Computational Chemistry at GVSU

Kinetics and Mechanism

In the wet lab you found (or will find) that step 2 of the iodination of acetone may be the rate determining step (Reference from steph???). We will examine this step in more detail, finding its transition state, and the change in enthalpy, H, in going from the reactants to the transition state (TS).

1. Build each reactant of step 2. Using AM1, geometry optimize each molecule and report its heat of formation, Hf:

 

 

 

Sum all reactant heats of formation: _______________________________________

2. In a similar manner, determine the heats of formation for each product:

 

 

Sum all product heats of formation: _______________________________________

3. Find the transition state:

    1. Load the model /sgi/chm353/int_h20_ts.msi
    2. Do a TS optimization using AM1 (don't forget the charge!)
    3. Do a frequency calculation to determine if you are at a transition state (i.e., only one imaginary frequency).
    4. If there is more than one significant imaginary frequency, animate the unwanted frequency and click on "step" to stop it somewhere midstream. Do a TS optimization from this point to try to find a minimum for this unwanted normal mode while preserving the maximum for the desired normal mode. Repeat until you locate a valid transition state. (Note: if you are having difficulty finding a transition state, check your charge. If your charge is fine, you may have to obtain a transition state from your instructor).
    5. Record the Hf for the transition state:

Transition State heat of formation: _________________________________________

4. Compute the H: _____________________________________

Q1: You may notice a very curious thing…How does the Hf for the transition state compare to that for the products? Is this what you would expect?

 

 

 

Let's investigate this discrepancy by following the reaction path from TS to products. Unfortunately, "Follow Reaction Path" task doesn't seem to work for this. We will do the same thing using the "Scan Potential Surface" task.

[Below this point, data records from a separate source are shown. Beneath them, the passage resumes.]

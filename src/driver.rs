//! Headless event loop: runs the session's host tasks on a wall clock and
//! feeds speech completions back until the document is read or interrupted.

use crate::console_speech::ConsoleClock;
use anyhow::{Context, Result};
use narrator_core::playback::PlaybackStatus;
use narrator_core::session::{HostTask, ReaderSession, SessionCommand};
use std::cell::RefCell;
use std::fs;
use std::path::{Path, PathBuf};
use std::rc::Rc;
use std::sync::Arc;
use std::sync::atomic::{AtomicBool, Ordering};
use std::thread;
use std::time::{Duration, Instant};
use tracing::{debug, info, warn};

/// Upper bound on one sleep so Ctrl+C is noticed promptly.
const POLL_INTERVAL: Duration = Duration::from_millis(50);
/// Timers further out than this are pulled in to it.
const MAX_TIMER_DELAY: Duration = Duration::from_secs(60 * 60);

pub struct Driver {
    session: ReaderSession,
    clock: Rc<RefCell<ConsoleClock>>,
    timers: Vec<(Instant, u64)>,
    overlay_dir: Option<PathBuf>,
    last_written: Option<(usize, usize)>,
}

impl Driver {
    pub fn new(
        session: ReaderSession,
        clock: Rc<RefCell<ConsoleClock>>,
        overlay_dir: Option<PathBuf>,
    ) -> Self {
        Self {
            session,
            clock,
            timers: Vec::new(),
            overlay_dir,
            last_written: None,
        }
    }

    pub fn run(&mut self, start_sentence: Option<usize>, interrupted: &Arc<AtomicBool>) -> Result<()> {
        if let Some(dir) = &self.overlay_dir {
            fs::create_dir_all(dir)
                .with_context(|| format!("Failed to create overlay dir {}", dir.display()))?;
        }
        if let Some(sentence_idx) = start_sentence {
            self.session
                .apply_command(SessionCommand::SentenceClick { sentence_idx });
        }
        let event = self.session.apply_command(SessionCommand::Start);
        if event.snapshot.playback.state.status != PlaybackStatus::Reading {
            warn!("Nothing to read in this document");
            return Ok(());
        }

        loop {
            self.drain_tasks();
            self.write_overlay_if_changed();

            if interrupted.load(Ordering::SeqCst) {
                info!("Interrupted; stopping playback");
                self.session.apply_command(SessionCommand::Stop);
                break;
            }
            if self.session.playback().status() == PlaybackStatus::Stopped {
                info!("Playback finished");
                break;
            }

            let now = Instant::now();
            let finished = self.clock.borrow_mut().poll(now);
            if let Some(event) = finished {
                self.session.handle_speech_event(event);
                continue;
            }
            if let Some(pos) = self.timers.iter().position(|(due, _)| *due <= now) {
                let (_, ticket) = self.timers.remove(pos);
                self.session.fire_timer(ticket);
                continue;
            }
            if self.session.playback().is_halted() {
                warn!("Speech failed; stopping headless run");
                self.session.apply_command(SessionCommand::Stop);
                break;
            }

            let next_due = self
                .timers
                .iter()
                .map(|(due, _)| *due)
                .chain(self.clock.borrow().next_deadline())
                .min();
            let wait = next_due
                .map(|due| due.saturating_duration_since(now))
                .unwrap_or(POLL_INTERVAL)
                .min(POLL_INTERVAL);
            thread::sleep(wait);
        }

        let progress = self.session.progress();
        info!(
            position = %progress.position_label,
            percent = progress.percent_rounded(),
            "Session closed"
        );
        Ok(())
    }

    fn drain_tasks(&mut self) {
        for task in self.session.take_tasks() {
            match task {
                HostTask::Timer { ticket, delay } => {
                    self.timers.push((timer_deadline(Instant::now(), delay), ticket));
                }
                HostTask::Navigate { request_id, page } => {
                    // Rendering is synchronous here, so the page is "up" immediately.
                    debug!(request_id, page, "Completing page navigation");
                    self.session.complete_navigation(request_id);
                }
            }
        }
    }

    fn write_overlay_if_changed(&mut self) {
        let Some(dir) = self.overlay_dir.clone() else {
            return;
        };
        let key = (
            self.session.view().current_page(),
            self.session.playback().current_index(),
        );
        if self.last_written == Some(key) || self.session.overlay().painted().is_empty() {
            return;
        }
        self.last_written = Some(key);
        if let Err(err) = write_frame(&self.session, &dir, key.1) {
            warn!(sentence_idx = key.1, "Failed to write overlay frame: {err:#}");
        }
    }
}

fn timer_deadline(now: Instant, delay: Duration) -> Instant {
    now.checked_add(delay.min(MAX_TIMER_DELAY)).unwrap_or(now)
}

/// Composite the highlight overlay onto the rendered page and save it as PNG.
fn write_frame(session: &ReaderSession, dir: &Path, sentence_idx: usize) -> Result<()> {
    let mut frame = session
        .render_current_page()
        .context("Failed to render page")?;
    let overlay = session.overlay().image();
    if overlay.dimensions() == frame.dimensions() {
        image::imageops::overlay(&mut frame, overlay, 0, 0);
    }
    let path = dir.join(format!("sentence-{sentence_idx:04}.png"));
    frame
        .save(&path)
        .with_context(|| format!("Failed to save {}", path.display()))?;
    debug!(path = %path.display(), "Wrote overlay frame");
    Ok(())
}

6. Choose a good reaction coordinate that will drive your transition state model to form products. Verify your choice with the instructor.

Reaction coordinate chosen:

 

Value of the reaction coordinate in the transition state: ___________________________

7. Identify the line in the Z-matrix that corresponds with this reaction coordinate. To do this, choose MOPAC's "Geometry" (not the "Geometry" in the top menu bar) and then "Constraints". A Z-matrix will pop up. Find the appropriate line and verify your choice with the instructor.

Z-matrix line number for the reaction coordinate: _______________________________

8. The transition state optimizations will have left some of the bonds fixed (i.e., not allowed to move during a calculation). These will have an "F" rather than a "V" next to them in the Z-matrix. Allow these bonds to vary by choosing the appropriate line of the Z-matrix and then selecting the "VARY" button for bonds under the Z-matrix.

9. Choose the "Scan Potential Surface" task, and select its "More" button. Enter the Z-matrix line of the reaction coordinate and hit "Enter". This should set the "Start" value to the value in the transition state. Set the "End" value to 10Å and the step # to 80. Run the potential surface scan.

10. More likely than not, you will run into an error message mentioning something about 3 atoms all in a straight line. See the instructor for ways to fix this. This includes changing lines in the Z-matrix. Make sure you do this for the transition state (not the end product of some potential surface scan) and safe each Z-matrix modification (by "File":"Save Model"), so if the new Z-matrix doesn't work, you can start from where you left off.

11. Once you have a potential energy surface, save the graph by choosing the menu deck card "Tables & Graphs" (i.e., where you usually choose "Quantum 1"), and bring the "GRAPHS" card forward. Choose "File ->" and then "Save Graphs".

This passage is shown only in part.